The old QuikTrip was looted, burned and spray-painted with “R.I.P. Mike Brown” during the unrest following Michael Brown Jr.’s shooting death by then-Ferguson Police Officer Darren Wilson on August 9, 2014. The QuikTrip Corporation remediated the site and then donated the property, at 9420 W. Florissant Ave., to the Urban League of Metropolitan St. Louis.
“This is a historic moment,” said Michael McMillan, president and CEO of the Urban League of Metropolitan St. Louis.
The Urban League co-owns the building – a two-story, 13,500-square-foot facility – with the Salvation Army, and both will offer services out of the center.
The new facility will house the Urban League’s Save Our Sons workforce development program, which provides job training and placement services for African Americans and other young men in Ferguson and North St. Louis County.
The Salvation Army will provide help with after-school tutoring, financial assistance for rent and utilities, and emotional and spiritual care for individuals reentering society after incarceration. Its Pathway to Hope program, which helps families break free of poverty, will also be offered at the center.
“Together we’re responding to racial inequality and human distress experienced not only in Ferguson but across our nation,” Commissioner F. Bradford Bailey of the Salvation Army said at the event. “The center is a gathering place, dedicated to listening to people where we can learn and act together.”

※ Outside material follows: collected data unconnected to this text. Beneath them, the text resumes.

//! Mask/clip stack.
//!
//! Mask layers record [`MaskItem`]s into named groups (`mask_begin` /
//! `mask_add` / `mask_end`). Masked layers then activate a group around their
//! geometry (`clip_begin` / `clip_end`). Every begin/end first snapshots the
//! currently active items into the clip cache, so a polygon emitted while `n`
//! items are active finds them at `cache[group_id .. group_id + n]`, where
//! `group_id` is the cache length at emission time.
//!
//! `clip_end` pops as many items from the back of the active list as the group
//! holds; this restores the previous set only under strict LIFO nesting.

use glam::Affine2;
use hashbrown::HashMap;

use crate::geometry::ClipSlot;
use crate::ids::MaskId;
use crate::transform::Rect;

/// One stencil entry: an atlas region placed by `transform`.
#[derive(Clone, Copy, Debug, PartialEq)]
pub struct MaskItem {
    /// Maps region pixel space (`0..region.size`) to player-local space.
    pub transform: Affine2,
    pub texture_region: Rect,
    pub texture_index: u32,
}

#[derive(Debug, Default, Clone)]
pub struct MaskStack {
    masks: HashMap<MaskId, Vec<MaskItem>>,
    stack: Vec<MaskId>,
    current: Option<MaskId>,
    clip_items: Vec<MaskItem>,
    clip_cache: Vec<MaskItem>,
}

impl MaskStack {
    pub fn new() -> Self {
        Self::default()
    }

    /// Drop all groups, nesting state and clip lists.
    pub fn clear(&mut self) {
        self.masks.clear();
        self.stack.clear();
        self.current = None;
        self.clip_items.clear();
        self.clip_cache.clear();
    }

    /// Open mask group `id`. The first open group becomes the current target
    /// of `mask_add`; nested opens keep recording into it.
    pub fn mask_begin(&mut self, id: MaskId) {
        if self.current.is_none() {
            self.current = Some(id);
            self.masks.insert(id, Vec::new());
        } else {
            self.masks.entry(id).or_default();
        }
        self.stack.push(id);
    }

    /// Close mask group `id` if it is the innermost open group.
    pub fn mask_end(&mut self, id: MaskId) {
        if self.stack.last() != Some(&id) {
            return;
        }
        self.stack.pop();
        self.current = self.stack.last().copied();
    }

    #[inline]
    pub fn is_masking(&self) -> bool {
        self.current.is_some()
    }

    #[inline]
    pub fn current_mask(&self) -> Option<MaskId> {
        self.current
    }

    #[inline]
    pub fn depth(&self) -> usize {
        self.stack.len()
    }

    /// Append an item to the current mask group. Ignored when no group is open.
    pub fn mask_add(&mut self, transform: Affine2, texture_region: Rect, texture_index: u32) {
        let Some(current) = self.current else {
            log::debug!("mask_add outside of a mask group");
            return;
        };
        self.masks.entry(current).or_default().push(MaskItem {
            transform,
            texture_region,
            texture_index,
        });
    }

    pub fn mask_items(&self, id: MaskId) -> Option<&[MaskItem]> {
        self.masks.get(&id).map(Vec::as_slice)
    }

    /// Activate mask group `id` on top of the currently active items.
    pub fn clip_begin(&mut self, id: MaskId) {
        let Some(items) = self.masks.get(&id) else {
            return;
        };
        self.clip_cache.extend_from_slice(&self.clip_items);
        self.clip_items.extend_from_slice(items);
    }

    /// Deactivate mask group `id`.
    pub fn clip_end(&mut self, id: MaskId) {
        let Some(items) = self.masks.get(&id) else {
            return;
        };
        self.clip_cache.extend_from_slice(&self.clip_items);
        let keep = self.clip_items.len().saturating_sub(items.len());
        self.clip_items.truncate(keep);
    }

    /// Clip slot for geometry emitted right now.
    #[inline]
    pub fn slot(&self) -> ClipSlot {
        ClipSlot {
            group_id: self.clip_cache.len(),
            count: self.clip_items.len(),
        }
    }

    /// Snapshot any still-active items so trailing geometry finds its entries.
    pub fn flush(&mut self) {
        if !self.clip_items.is_empty() {
            self.clip_cache.extend_from_slice(&self.clip_items);
        }
    }

    #[inline]
    pub fn active_items(&self) -> &[MaskItem] {
        &self.clip_items
    }

    #[inline]
    pub fn clip_cache(&self) -> &[MaskItem] {
        &self.clip_cache
    }
}

#[cfg(test)]
mod tests {
    use super::*;
    use glam::Vec2;

    fn item(x: f32) -> (Affine2, Rect, u32) {
        (
            Affine2::from_translation(Vec2::new(x, 0.0)),
            Rect::new(x, 0.0, 8.0, 8.0),
            0,
        )
    }

    fn define(stack: &mut MaskStack, id: u32, xs: &[f32]) {
        stack.mask_begin(MaskId(id));
        for x in xs {
            let (t, r, i) = item(*x);
            stack.mask_add(t, r, i);
        }
        stack.mask_end(MaskId(id));
    }

    #[test]
    fn begin_end_restores_nesting_state() {
        let mut s = MaskStack::new();
        s.mask_begin(MaskId(1));
        assert_eq!(s.current_mask(), Some(MaskId(1)));
        s.mask_begin(MaskId(2));
        assert_eq!(s.current_mask(), Some(MaskId(1)), "nested open keeps the target");
        assert_eq!(s.depth(), 2);
        s.mask_end(MaskId(2));
        assert_eq!(s.depth(), 1);
        assert_eq!(s.current_mask(), Some(MaskId(1)));
        s.mask_end(MaskId(1));
        assert_eq!(s.depth(), 0);
        assert!(!s.is_masking());
    }

    #[test]
    fn mask_end_ignores_non_top_ids() {
        let mut s = MaskStack::new();
        s.mask_begin(MaskId(1));
        s.mask_begin(MaskId(2));
        s.mask_end(MaskId(1));
        assert_eq!(s.depth(), 2);
    }

    #[test]
    fn mask_add_without_group_is_ignored() {
        let mut s = MaskStack::new();
        let (t, r, i) = item(0.0);
        s.mask_add(t, r, i);
        assert!(s.mask_items(MaskId(0)).is_none());
    }

    #[test]
    fn clip_begin_end_restores_active_items() {
        let mut s = MaskStack::new();
        define(&mut s, 1, &[1.0]);
        define(&mut s, 2, &[2.0, 3.0]);

        s.clip_begin(MaskId(1));
        let before: Vec<MaskItem> = s.active_items().to_vec();
        s.clip_begin(MaskId(2));
        assert_eq!(s.active_items().len(), 3);
        s.clip_end(MaskId(2));
        assert_eq!(s.active_items(), before.as_slice());
        s.clip_end(MaskId(1));
        assert!(s.active_items().is_empty());
    }

    #[test]
    fn unknown_groups_do_not_touch_lists() {
        let mut s = MaskStack::new();
        s.clip_begin(MaskId(9));
        s.clip_end(MaskId(9));
        assert!(s.clip_cache().is_empty());
        assert!(s.active_items().is_empty());
    }

    #[test]
    fn slot_points_at_future_snapshot() {
        let mut s = MaskStack::new();
        define(&mut s, 1, &[1.0]);
        s.clip_begin(MaskId(1));
        let slot = s.slot();
        assert_eq!(slot, ClipSlot { group_id: 0, count: 1 });
        s.clip_end(MaskId(1));
        assert_eq!(s.clip_cache()[slot.group_id].texture_region.position.x, 1.0);
    }
}
//! Error types raised while building a document.
//!
//! Playback itself never fails: player operations degrade to no-ops and log a
//! diagnostic instead. Only document construction reports errors.

/// Everything that can go wrong while turning serialized data into a [`crate::Document`].
#[derive(thiserror::Error, Debug, Clone, PartialEq)]
#[non_exhaustive]
pub enum DocumentError {
    /// The JSON payload could not be parsed.
    #[error("document parse error: {reason}")]
    Parse { reason: String },

    /// Two symbols share the same token.
    #[error("duplicate symbol token: {token}")]
    DuplicateSymbol { token: String },

    /// Two bitmaps share the same name.
    #[error("duplicate bitmap name: {name}")]
    DuplicateBitmap { name: String },

    /// An instance references a symbol that does not exist.
    #[error("symbol {owner} references unknown symbol {target}")]
    UnknownSymbol { owner: String, target: String },

    /// An instance references a bitmap that does not exist.
    #[error("symbol {owner} references unknown bitmap {target}")]
    UnknownBitmap { owner: String, target: String },

    /// The main timeline token does not name a symbol.
    #[error("main timeline {token} is not a known symbol")]
    UnknownMainTimeline { token: String },

    /// A variant option lists a symbol that does not exist.
    #[error("variant {variant}/{option} references unknown symbol {token}")]
    UnknownVariantSymbol {
        variant: String,
        option: String,
        token: String,
    },

    /// Frames in a layer must be non-empty and non-overlapping.
    #[error("layer {layer} of symbol {symbol}: frame at {start} overlaps or is empty")]
    InvalidFrameRange {
        symbol: String,
        layer: String,
        start: u32,
    },

    /// A clip range ends before it starts.
    #[error("clip {clip} of symbol {symbol} has an inverted range [{start}, {end})")]
    InvalidClipRange {
        symbol: String,
        clip: String,
        start: f32,
        end: f32,
    },

    /// A symbol instance graph contains a cycle.
    #[error("cyclic symbol reference through {token}")]
    CyclicSymbol { token: String },
}

impl DocumentError {
    /// Get error category for logging.
    #[inline]
    pub fn category(&self) -> &'static str {
        match self {
            Self::Parse { .. } => "parse",
            Self::DuplicateSymbol { .. } | Self::DuplicateBitmap { .. } => "duplicate",
            Self::UnknownSymbol { .. }
            | Self::UnknownBitmap { .. }
            | Self::UnknownMainTimeline { .. }
            | Self::UnknownVariantSymbol { .. } => "reference",
            Self::InvalidFrameRange { .. } | Self::InvalidClipRange { .. } => "validation",
            Self::CyclicSymbol { .. } => "cycle",
        }
    }
}

impl From<serde_json::Error> for DocumentError {
    fn from(err: serde_json::Error) -> Self {
        Self::Parse {
            reason: err.to_string(),
        }
    }
}

pub type Result<T> = std::result::Result<T, DocumentError>;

In addition to the Salvation Army, the center also will have offices for Lutheran Church-Missouri Synod and University of Missouri-Extension. Provident and Better Family Life plan to hold community events and offer resources there occasionally.
“He decided to think big with partners and friends – not alone.” –Marc Morial, on Michael McMillan’s leadership to create the Ferguson Community Empowerment Center
The construction project employed a historic number of minorities with about 75 percent of both the workforce and business contracts on the nearly $4 million project, according to Kwame Building Group, an employee-owned local company that was the construction management group. Simms Building Group was the main contractor on the project, and most of the subcontractors were small businesses.
“Michael McMillan began as president just as the Ferguson uprising began and that’s a daunting challenge – especially coming on the heels of a great legend, James Buford – to take over this strong affiliate under those circumstances,” Morial said. “Michael moved immediately with a vision that said, ‘Let us address many of these underlying challenges our community faces.’ He decided to think big with partners and friends – not alone.”
Michael F. Neidorff, president and CEO of Centene Corporation and board chair of the National Urban League, said Ferguson became a national symbol of systematic racism and social injustice in 2014.
“Unfortunately, what happened in Ferguson could happen to any number of communities across this nation,” said Neidorff, who also is co-chair of the 2017 conference in St. Louis. “While we recognize solutions to systemic issues, unfortunately, take time, we do believe that we have taken meaningful strides to begin to overcome the issues endemic to the problem.”